Sekitar pukul sebelas malam kemarin (26/11) tersebar sebuah video tentang anjuran jangan mempercayai berita hoax dari menteri komunik...

JANJI UTOPIS



Sekitar pukul sebelas malam kemarin (26/11) tersebar sebuah video tentang anjuran jangan mempercayai berita hoax dari menteri komunikasi dan informasi badan eksekutif mahasiswa (BEM) Universitas Trunojoyo Madura (UTM). Memang tidak ada yang salah dari ucapan beliau, seperti “mantan saja bisa dicuekin masa berita hoax tidak” Namun publik UTM yang punya mantan ataupun yang tidak punya mantan dibuat bingung oleh pernyataan beliau.“berita hoax? Emang ada berita hoax yang tersebar ya sekarang?”.

Memang di UTM sedang memanas karena pesta politik pemilihan presiden mahasiswa dan wakilnya.Kampus yang digadang-gadang menjadi miniatur sebuah Negara. Akan tetapi publik UTM agak tidak peduli dengan pemilu ini, salah satu kawan, saya tanya tentang hal tersebut menjawab “Ah persetan dengan pemilu ini, presma atau wapresma aku tidak peduli, yang penting besok saya kuliah, praktikum dan dapat ipk tiga.” Jika ditelaah jawabannya memang tidak sepenuhnya salah, karena tahu atau tidak, dan memilih atau tidak, serta siapapun kandidat yang terpilih juga tak akan berpengaruh banyak dengan kuliahnya.
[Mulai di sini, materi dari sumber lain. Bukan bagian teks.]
//! The request contract consumed by the bot-API client, and its
//! no-pool implementation.

use std::fmt;
use std::path::Path;
use std::sync::Arc;

use async_trait::async_trait;
use bytes::Bytes;
use parking_lot::RwLock;
use serde_json::Value;
use tracing::{debug, info, warn};

use nopool_core::{
    BoxedTransport, Method, RequestDescriptor, TimeoutOverrides, TransportConfig, redact_url,
};
use nopool_transport::NoPoolTransport;

use crate::envelope::{into_value, unwrap_envelope};
use crate::error::{AdapterError, AdapterResult};

// =============================================================================
// BaseRequest trait
// =============================================================================

/// Request backend used by the bot-API client.
///
/// The client hands over a URL and a payload and expects either the
/// unwrapped result or an error; it never sees connections or pools.
#[async_trait]
pub trait BaseRequest: Send + Sync {
    /// Prepares the backend for use.
    async fn initialize(&self) -> AdapterResult<()>;

    /// Releases the backend. Calling it twice is a no-op.
    async fn shutdown(&self) -> AdapterResult<()>;

    /// POSTs `data` as JSON and returns the translated envelope.
    ///
    /// See [`translate`](crate::envelope::translate) for the unwrapping rules.
    async fn post(
        &self,
        url: &str,
        data: Option<Value>,
        timeouts: TimeoutOverrides,
    ) -> AdapterResult<Value>;

    /// POSTs `data` as JSON and returns the decoded body without unwrapping
    /// the envelope.
    async fn post_raw(
        &self,
        url: &str,
        data: Option<Value>,
        timeouts: TimeoutOverrides,
    ) -> AdapterResult<Value>;

    /// Generic entry point; only `POST` (any case) is accepted.
    async fn do_request(
        &self,
        url: &str,
        method: &str,
        data: Option<Value>,
        timeouts: TimeoutOverrides,
    ) -> AdapterResult<Value> {
        match method.parse::<Method>() {
            Ok(Method::Post) => self.post(url, data, timeouts).await,
            _ => Err(AdapterError::UnsupportedMethod(method.to_string())),
        }
    }

    /// GETs a URL and returns the raw body (file downloads).
    async fn retrieve(&self, url: &str) -> AdapterResult<Bytes>;

    /// Downloads a URL into a local file and returns the bytes written.
    ///
    /// The default implementation buffers the body through
    /// [`retrieve`](Self::retrieve).
    async fn download(&self, url: &str, dest: &Path) -> AdapterResult<u64> {
        let body = self.retrieve(url).await?;
        tokio::fs::write(dest, &body).await?;
        Ok(body.len() as u64)
    }
}

// =============================================================================
// Lifecycle
// =============================================================================

/// Lifecycle of a [`NoPoolRequest`].
#[derive(Debug, Clone, Copy, PartialEq, Eq)]
pub enum LifecycleState {
    /// Constructed; requests are already allowed.
    Created,
    /// `initialize` has been called.
    Active,
    /// `shutdown` has been called; every call fails with
    /// [`AdapterError::Closed`].
    ShutDown,
}

// =============================================================================
// NoPoolRequest
// =============================================================================

/// [`BaseRequest`] that sends every call over its own connection.
pub struct NoPoolRequest {
    transport: BoxedTransport,
    state: RwLock<LifecycleState>,
}

impl NoPoolRequest {
    /// Wraps an existing transport.
    pub fn new(transport: BoxedTransport) -> Self {
        Self {
            transport,
            state: RwLock::new(LifecycleState::Created),
        }
    }

    /// Builds a [`NoPoolTransport`] from `config` and wraps it.
    pub fn from_config(config: TransportConfig) -> AdapterResult<Self> {
        let proxy = config.proxy.as_ref().map(|p| p.url());
        let transport = NoPoolTransport::new(config)?;
        info!(proxy = ?proxy, "No-pool request adapter created");
        Ok(Self::new(Arc::new(transport)))
    }

    /// Current lifecycle state.
    pub fn state(&self) -> LifecycleState {
        *self.state.read()
    }

    /// The underlying transport.
    pub fn transport(&self) -> &BoxedTransport {
        &self.transport
    }

    fn ensure_open(&self) -> AdapterResult<()> {
        match self.state() {
            LifecycleState::ShutDown => Err(AdapterError::Closed),
            _ => Ok(()),
        }
    }
}

#[async_trait]
impl BaseRequest for NoPoolRequest {
    async fn initialize(&self) -> AdapterResult<()> {
        let mut state = self.state.write();
        match *state {
            LifecycleState::Created => {
                *state = LifecycleState::Active;
                info!("No-pool request adapter initialized (no persistent session)");
                Ok(())
            }
            LifecycleState::Active => Ok(()),
            LifecycleState::ShutDown => Err(AdapterError::Closed),
        }
    }

    async fn shutdown(&self) -> AdapterResult<()> {
        {
            let mut state = self.state.write();
            if *state == LifecycleState::ShutDown {
                debug!("No-pool request adapter already shut down");
                return Ok(());
            }
            *state = LifecycleState::ShutDown;
        }

        if let Err(e) = self.transport.close().await {
            warn!(error = %e, "Failed to close transport during shutdown");
        }
        info!("No-pool request adapter shut down");
        Ok(())
    }

    async fn post(
        &self,
        url: &str,
        data: Option<Value>,
        timeouts: TimeoutOverrides,
    ) -> AdapterResult<Value> {
        let raw = self.post_raw(url, data, timeouts).await?;
        Ok(unwrap_envelope(raw))
    }

    async fn post_raw(
        &self,
        url: &str,
        data: Option<Value>,
        timeouts: TimeoutOverrides,
    ) -> AdapterResult<Value> {
        self.ensure_open()?;

        let mut request = RequestDescriptor::post(url).timeouts(timeouts);
        if let Some(data) = data {
            request = request.json(data);
        }

        debug!(url = %redact_url(url), "Posting bot API request");
        let response = self.transport.execute(request).await?;
        Ok(into_value(response.decode()))
    }

    async fn retrieve(&self, url: &str) -> AdapterResult<Bytes> {
        self.ensure_open()?;
        let response = self.transport.execute(RequestDescriptor::get(url)).await?;
        Ok(response.into_bytes())
    }

    async fn download(&self, url: &str, dest: &Path) -> AdapterResult<u64> {
        self.ensure_open()?;

        let mut file = tokio::fs::File::create(dest).await?;
        let result = self
            .transport
            .download(RequestDescriptor::get(url), &mut file)
            .await;
        drop(file);

        match result {
            Ok(written) => {
                debug!(url = %redact_url(url), bytes = written, dest = %dest.display(), "File downloaded");
                Ok(written)
            }
            Err(e) => {
                // Don't leave a truncated file behind.
                let _ = tokio::fs::remove_file(dest).await;
                Err(e.into())
            }
        }
    }
}

impl fmt::Debug for NoPoolRequest {
    fn fmt(&self, f: &mut fmt::Formatter<'_>) -> fmt::Result {
        f.debug_struct("NoPoolRequest")
            .field("state", &self.state())
            .finish_non_exhaustive()
    }
}

#[cfg(test)]
pub(crate) mod tests {
    use super::*;
    use nopool_core::{HttpResponse, Transport, TransportError, TransportResult};
    use parking_lot::Mutex;
    use serde_json::json;
    use std::sync::atomic::{AtomicUsize, Ordering};

    /// Transport that answers every request with a canned response.
    pub(crate) struct FakeTransport {
        pub(crate) response: Mutex<TransportResult<HttpResponse>>,
        pub(crate) seen: Mutex<Vec<RequestDescriptor>>,
        pub(crate) closes: AtomicUsize,
    }

    impl FakeTransport {
        pub(crate) fn replying(status: u16, body: &'static str) -> Arc<Self> {
            Arc::new(Self {
                response: Mutex::new(Ok(HttpResponse::new(status, body))),
                seen: Mutex::new(Vec::new()),
                closes: AtomicUsize::new(0),
            })
        }

        pub(crate) fn failing(err: TransportError) -> Arc<Self> {
            let fake = Self::replying(200, "");
            *fake.response.lock() = Err(err);
            fake
        }
    }

    #[async_trait]
    impl Transport for FakeTransport {
        async fn execute(&self, request: RequestDescriptor) -> TransportResult<HttpResponse> {
            self.seen.lock().push(request);
            match &*self.response.lock() {
                Ok(response) => Ok(response.clone()),
                Err(TransportError::Timeout { url }) => {
                    Err(TransportError::Timeout { url: url.clone() })
                }
                Err(TransportError::Status { url, status, body }) => Err(TransportError::Status {
                    url: url.clone(),
                    status: *status,
                    body: body.clone(),
                }),
                Err(_) => Err(TransportError::Closed),
            }
        }

        async fn close(&self) -> TransportResult<()> {
            self.closes.fetch_add(1, Ordering::SeqCst);
            Ok(())
        }
    }

    fn adapter(fake: &Arc<FakeTransport>) -> NoPoolRequest {
        NoPoolRequest::new(Arc::clone(fake) as BoxedTransport)
    }

    #[tokio::test]
    async fn test_post_unwraps_successful_envelope() {
        let fake = FakeTransport::replying(200, r#"{"ok": true, "result": {"id": 42}}"#);
        let request = adapter(&fake);

        let result = request
            .post(
                "https://api.example/bot1:abc/getMe",
                Some(json!({"a": 1})),
                TimeoutOverrides::NONE,
            )
            .await
            .unwrap();
        assert_eq!(result, json!({"id": 42}));

        let seen = fake.seen.lock();
        assert_eq!(seen[0].method(), Method::Post);
        assert!(matches!(
            seen[0].request_body(),
            Some(nopool_core::RequestBody::Json(body)) if body == &json!({"a": 1})
        ));
    }

    #[tokio::test]
    async fn test_post_returns_failed_envelope_whole() {
        let fake = FakeTransport::replying(200, r#"{"ok": false, "description": "Unauthorized"}"#);
        let result = adapter(&fake)
            .post("http://h/x", None, TimeoutOverrides::NONE)
            .await
            .unwrap();
        assert_eq!(result, json!({"ok": false, "description": "Unauthorized"}));
        assert!(fake.seen.lock()[0].request_body().is_none());
    }

    #[tokio::test]
    async fn test_post_raw_keeps_envelope() {
        let fake = FakeTransport::replying(200, r#"{"ok": true, "result": {"id": 42}}"#);
        let result = adapter(&fake)
            .post_raw("http://h/x", None, TimeoutOverrides::NONE)
            .await
            .unwrap();
        assert_eq!(result, json!({"ok": true, "result": {"id": 42}}));
    }

    #[tokio::test]
    async fn test_post_text_body_becomes_string() {
        let fake = FakeTransport::replying(200, "not json");
        let result = adapter(&fake)
            .post("http://h/x", None, TimeoutOverrides::NONE)
            .await
            .unwrap();
        assert_eq!(result, json!("not json"));
    }

    #[tokio::test]
    async fn test_transport_errors_are_wrapped() {
        let fake = FakeTransport::failing(TransportError::Status {
            url: "http://h/x".into(),
            status: 500,
            body: "server error".into(),
        });
        let err = adapter(&fake)
            .post("http://h/x", None, TimeoutOverrides::NONE)
            .await
            .unwrap_err();
        let message = err.to_string();
        assert!(message.starts_with("HTTP request failed:"));
        assert!(message.contains("500"));
        assert!(message.contains("server error"));
    }

    #[tokio::test]
    async fn test_do_request_only_accepts_post() {
        let fake = FakeTransport::replying(200, r#"{"ok": true, "result": true}"#);
        let request = adapter(&fake);

        let result = request
            .do_request("http://h/x", "post", None, TimeoutOverrides::NONE)
            .await
            .unwrap();
        assert_eq!(result, json!(true));

        for method in ["GET", "PUT", "delete"] {
            let err = request
                .do_request("http://h/x", method, None, TimeoutOverrides::NONE)
                .await
                .unwrap_err();
            assert!(matches!(err, AdapterError::UnsupportedMethod(ref m) if m == method));
        }
        assert_eq!(fake.seen.lock().len(), 1);
    }

    #[tokio::test]
    async fn test_lifecycle() {
        let fake = FakeTransport::replying(200, "{}");
        let request = adapter(&fake);
        assert_eq!(request.state(), LifecycleState::Created);

        // Requests are allowed before initialize.
        request.retrieve("http://h/file").await.unwrap();

        request.initialize().await.unwrap();
        assert_eq!(request.state(), LifecycleState::Active);

        request.shutdown().await.unwrap();
        request.shutdown().await.unwrap();
        assert_eq!(request.state(), LifecycleState::ShutDown);
        assert_eq!(fake.closes.load(Ordering::SeqCst), 1);

        let err = request
            .post("http://h/x", None, TimeoutOverrides::NONE)
            .await
            .unwrap_err();
        assert!(matches!(err, AdapterError::Closed));
        assert!(err.is_fatal());
        assert!(matches!(
            request.initialize().await.unwrap_err(),
            AdapterError::Closed
        ));
        assert_eq!(fake.seen.lock().len(), 1);
    }

    #[tokio::test]
    async fn test_download_writes_file() {
        let fake = FakeTransport::replying(200, "file-content");
        let request = adapter(&fake);
        let dest = std::env::temp_dir().join(format!("nopool-adapter-{}.txt", std::process::id()));

        let written = request.download("http://h/file", &dest).await.unwrap();
        assert_eq!(written, 12);
        assert_eq!(tokio::fs::read(&dest).await.unwrap(), b"file-content");
        tokio::fs::remove_file(&dest).await.unwrap();
    }

    #[tokio::test]
    async fn test_failed_download_removes_file() {
        let fake = FakeTransport::failing(TransportError::Timeout {
            url: "http://h/file".into(),
        });
        let request = adapter(&fake);
        let dest = std::env::temp_dir().join(format!("nopool-adapter-fail-{}.txt", std::process::id()));

        let err = request.download("http://h/file", &dest).await.unwrap_err();
        assert!(err.is_timeout());
        assert!(!dest.exists());
    }
}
Namun jika begitu, dalam situasi politik UTM saat ini, tersebarnya berita hoax memang sangatlah mungkin terjadi. Entah itu oleh lawan politik, sekutu bahkan kawan sendiripun rasanya mungkin. Seperti yang kita tahu, apapun akan dilakukan untuk menang. Berita dan isu-isu hoax adalah salah satu hal senjata mujarab untuk kepentingan menjatuhkan lawan. Maka dari itu tidak salah jika pak menteri memperingatkan agar kita bisa membedakan berita hoax dan mana yang tidak. “kalian sudah mahasiswa harus bisa membedakan mana berita hoax mana yang tidak” ucapnya. Akan tetapi publik UTM masih bingung, mana sebenarnya berita hoax yang dimaksudnya itu?

Setidaknya ini menjadi pengingat bagi publik UTM agar lebih cermat dan teliti dalam melihat, mendengar dan menangkap sebuah informasi disaat pesta demokrasi seperti ini. Karena semua bentuk informasi dari gambar, pamflet, banner dan ucapan para calon presiden mahasiswa (presma) dan wakil presiden mahasiswa (wapresma) bisa jadi hanya hoax. Semua calon sudah menyiapkan visi dan misi, akan tetapi semua pasti tahu bahwa visi dan misi yang diusung oleh masing-masing calon adalah sebuah informasi dan cita-cita. Tetapi, akan menjadi hoax jika tidak terlaksana. Mungkin ini yang dimaksud pak menteri, kita harus lebih tahu dan cermat memilih pemimpin lewat sumber informasi yang ada. Dengan tidak memilih calon presma dan wapresma yang melebih-lebihkan suatu hal. Seperti visi dan misi yang tidak mungkin tercapai, janji-janji pemanis yang tak masuk akal, atau mungkin bentuk sosialisasi pengenalan (pamflet, banner, grafis) yang berlebihan. karena kita paham sendiri berlebihan itu tidak baik. banner yang besar dimasing-masing sudut UTM misalnya.

Namun jangan salah dalam lanjutan video tersebut pak menteri manganjurkan kita untuk berkhidbah, menjelaskan definisinya serta memberikan gestur angka dua. Apa coba maksudnya? Bukankah berkhidbah itu jargon dari salah satu calon. Apakah ini bentuk dari ajakan untuk memilih salah satu calon tersebut? Publik pun rasanya sudah mengerti apa yang dimaksud oleh pak menteri. Dan rasanya tak baik jika salah satu jajaran tinggi di kampus memilih untuk condong ke salah satu calon presma dan wapresma, condong sih boleh tapi ya jangan blak-blakan juga pak.

Dari sini kita harusnya bisa bersikap, mana yang layak jadi pilihan kita kelak. Semua calon sama saja, semua visi dan misi sama saja, semua janji-janji rasanya intinya juga seru pa. Toh semua visi, misi dan janji terdengar sama seperti capres dan cawapres sebelum mereka. Ingin merekatkan semua organisasi intra di kampus, yang ingin mementingkan hak para mahasiswa, dan lebih berkontribusi bagi UTM dan masyarakat. Presma dan wapresma dari dulu visi dan misinya juga begitu, tapi apa yang kalian rasakan, apakah ada yang tercapai?